My father was born in 1904, a Jew in Northwest Poland, in a small village called Kodnya that bordered Russia. He worked with an uncle who was a leather man who used to make shoes. The farm workers used to come down to the village with rags on their feet.
In 1920 they decided to leave the village. He came with his father by horse and cart across Poland and when they were hungry they used to go in the fields and eat anything they could find, a cucumber or something like that, just to keep going. As they came across Poland the Cossacks still roamed and raided people and they were stopped. And his father was very clever, he had all his money at the bottom of the horse’s bag that you feed a horse with, so they wouldn’t get found. And they eventually got to a coastal town, Gdansk, where they were held back before they could get onto a ship. There was a shortage of food and he used to go get as much food as he could in his pullover, sweater pockets. Eventually they did get to England and they decided to come to London.

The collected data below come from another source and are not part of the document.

use std::fmt;

use tracing_subscriber::filter::ParseError;
use tracing_subscriber::EnvFilter;

use crate::config::TelemetryConfig;

#[derive(Debug)]
pub enum TelemetryError {
    EnvFilter { value: String, source: ParseError },
    Subscriber(Box<dyn std::error::Error + Send + Sync>),
}

impl fmt::Display for TelemetryError {
    fn fmt(&self, f: &mut fmt::Formatter<'_>) -> fmt::Result {
        match self {
            TelemetryError::EnvFilter { value, .. } => {
                write!(
                    f,
                    "invalid log level/filter '{}': unable to build EnvFilter",
                    value
                )
            }
            TelemetryError::Subscriber(err) => write!(f, "telemetry error: {err}"),
        }
    }
}

impl std::error::Error for TelemetryError {
    fn source(&self) -> Option<&(dyn std::error::Error + 'static)> {
        match self {
            TelemetryError::EnvFilter { source, .. } => Some(source),
            TelemetryError::Subscriber(err) => Some(&**err),
        }
    }
}

/// Installs the global tracing subscriber. `RUST_LOG` wins over the
/// configured level so operators can raise verbosity without a deploy.
pub fn init(config: &TelemetryConfig) -> Result<(), TelemetryError> {
    let env_filter = match EnvFilter::try_from_default_env() {
        Ok(filter) => filter,
        Err(_) => {
            EnvFilter::try_new(&config.log_level).map_err(|source| TelemetryError::EnvFilter {
                value: config.log_level.clone(),
                source,
            })?
        }
    };

    tracing_subscriber::fmt()
        .with_env_filter(env_filter)
        .with_target(false)
        .compact()
        .with_ansi(false)
        .try_init()
        .map_err(TelemetryError::Subscriber)
}
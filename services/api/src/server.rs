use std::sync::atomic::Ordering;
use std::sync::Arc;

use axum::Extension;
use axum_prometheus::PrometheusMetricLayer;
use casework::client::HttpCaseApi;
use casework::config::AppConfig;
use casework::error::AppError;
use casework::forms::flash::InMemoryFlashStore;
use casework::forms::FormService;
use casework::telemetry;
use tracing::info;

use crate::cli::ServeArgs;
use crate::infra::AppState;
use crate::routes::with_journey_routes;

pub(crate) async fn run(mut args: ServeArgs) -> Result<(), AppError> {
    let mut config = AppConfig::load()?;

    if let Some(host) = args.host.take() {
        config.server.host = host;
    }
    if let Some(port) = args.port.take() {
        config.server.port = port;
    }

    telemetry::init(&config.telemetry)?;

    let (prometheus_layer, prometheus_handle) = PrometheusMetricLayer::pair();
    let readiness_flag = Arc::new(std::sync::atomic::AtomicBool::new(false));
    let app_state = AppState {
        readiness: readiness_flag.clone(),
        metrics: Arc::new(prometheus_handle),
    };

    let case_api = Arc::new(HttpCaseApi::new(&config.case_api)?);
    let flash = Arc::new(InMemoryFlashStore::default());
    let form_service = Arc::new(FormService::new(case_api, flash));

    let app = with_journey_routes(form_service)
        .layer(Extension(app_state))
        .layer(prometheus_layer);

    let addr = config.server.socket_addr()?;
    let listener = tokio::net::TcpListener::bind(addr).await?;
    readiness_flag.store(true, Ordering::Release);

    info!(?config.environment, %addr, "placement application journey ready");

    axum::serve(listener, app).await?;
    Ok(())
}
use serde_json::{Map, Value};

use crate::forms::dates::{date_field_error, format_date, DateParts};
use crate::forms::domain::{CaseRecord, PageInput, TaskId};
use crate::forms::page::{radio_items, yes_no_label, FieldErrors, FormPage, ResponseRow, SelectionItem};

const KNOW_OPTIONS: &[(&str, &str)] = &[("yes", "Yes"), ("no", "No")];

#[derive(Debug, Clone)]
pub struct ReleaseDatePage {
    person_name: String,
    // Recorded earlier in the task; decides which page the backward
    // route lands on when the forward path skipped one.
    sentence_type: Option<String>,
    know_release_date: Option<String>,
    release_date: Option<DateParts>,
}

impl ReleaseDatePage {
    pub fn from_input(input: &PageInput, record: &CaseRecord) -> Self {
        let sentence_type = record
            .data
            .page_answer(TaskId::BasicInformation.slug(), "sentence-type")
            .and_then(|answer| answer.get("sentenceType"))
            .and_then(Value::as_str)
            .map(str::to_owned);

        Self {
            person_name: record.person.name.clone(),
            sentence_type,
            know_release_date: input.text("knowReleaseDate"),
            release_date: DateParts::from_input(input, "releaseDate"),
        }
    }
}

impl FormPage for ReleaseDatePage {
    fn title(&self) -> String {
        format!("Do you know {}'s release date?", self.person_name)
    }

    fn errors(&self) -> FieldErrors {
        let mut errors = FieldErrors::new();
        match self.know_release_date.as_deref() {
            None => {
                errors.insert(
                    "knowReleaseDate".to_string(),
                    "You must specify if you know the release date".to_string(),
                );
            }
            Some("yes") => {
                if let Some(message) = date_field_error(self.release_date.as_ref(), "release date")
                {
                    errors.insert("releaseDate".to_string(), message);
                }
            }
            Some(_) => {}
        }
        errors
    }

    fn next(&self) -> &'static str {
        match self.know_release_date.as_deref() {
            Some("yes") => "placement-date",
            Some("no") => "oral-hearing",
            _ => "",
        }
    }

    fn previous(&self) -> &'static str {
        match self.sentence_type.as_deref() {
            Some("communityOrder" | "bailPlacement" | "nonStatutory") => "situation",
            _ => "release-type",
        }
    }

    fn response(&self) -> Vec<ResponseRow> {
        let mut rows = Vec::new();
        if let Some(know) = self.know_release_date.as_deref() {
            rows.push(ResponseRow::new(self.title(), yes_no_label(know)));
        }
        if let Some(date) = self.release_date.as_ref().and_then(DateParts::to_date) {
            rows.push(ResponseRow::new("Release date", format_date(date)));
        }
        rows
    }

    fn items(&self) -> Option<Vec<SelectionItem>> {
        Some(radio_items(KNOW_OPTIONS, self.know_release_date.as_deref()))
    }

    fn answer(&self) -> Value {
        let mut out = Map::new();
        if let Some(value) = &self.know_release_date {
            out.insert("knowReleaseDate".to_string(), Value::String(value.clone()));
        }
        if let Some(parts) = &self.release_date {
            parts.write_answer("releaseDate", &mut out);
        }
        Value::Object(out)
    }
}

My father was 16 and he met my mother who’d also come to find work from Bristol, and they got married in ’34, I was born in ’35. And I can remember they used to have a small, little grocery shop in Holloway, after that he had a greengrocery shop in Boundary Road, Walthamstow, but he also used to have a barrow which he used to load up with all his vegetables and whatever food he could get and wheel it right down over Blackhorse Road into the Warner’s Estate. We had the shop all during the War. We used to see the doodlebugs coming along. I do remember raisins in a big crate, it was rare to get hold of, but a bomb went off and all the glass broke into the raisins and I remember my mother was picking out the glass; every bit of food was precious.
Leaving Poland, he did leave a brother, Lazarus, who was a saddle maker, and Aaron, who was in the Russian Army. After the War, we found one brother in the American Sector. Lazarus we couldn’t find and we think, obviously, he ended up not in a very good way. But Aaron, we eventually got him over to England and he got friendly and married Dora and she’d also been through the camps and lost a child. And she did look on to me like one of her sons that she lost in the camps.
I helped my father, but then I was getting engaged and I ended up having a sweetshop. I ran two, one in Lea Bridge Road and one in High Road, Leyton, and that went for 14 years. And then after that I went into the garage business with the Esso Petroleum Company and I retired from my garage in Chingford 16 years ago.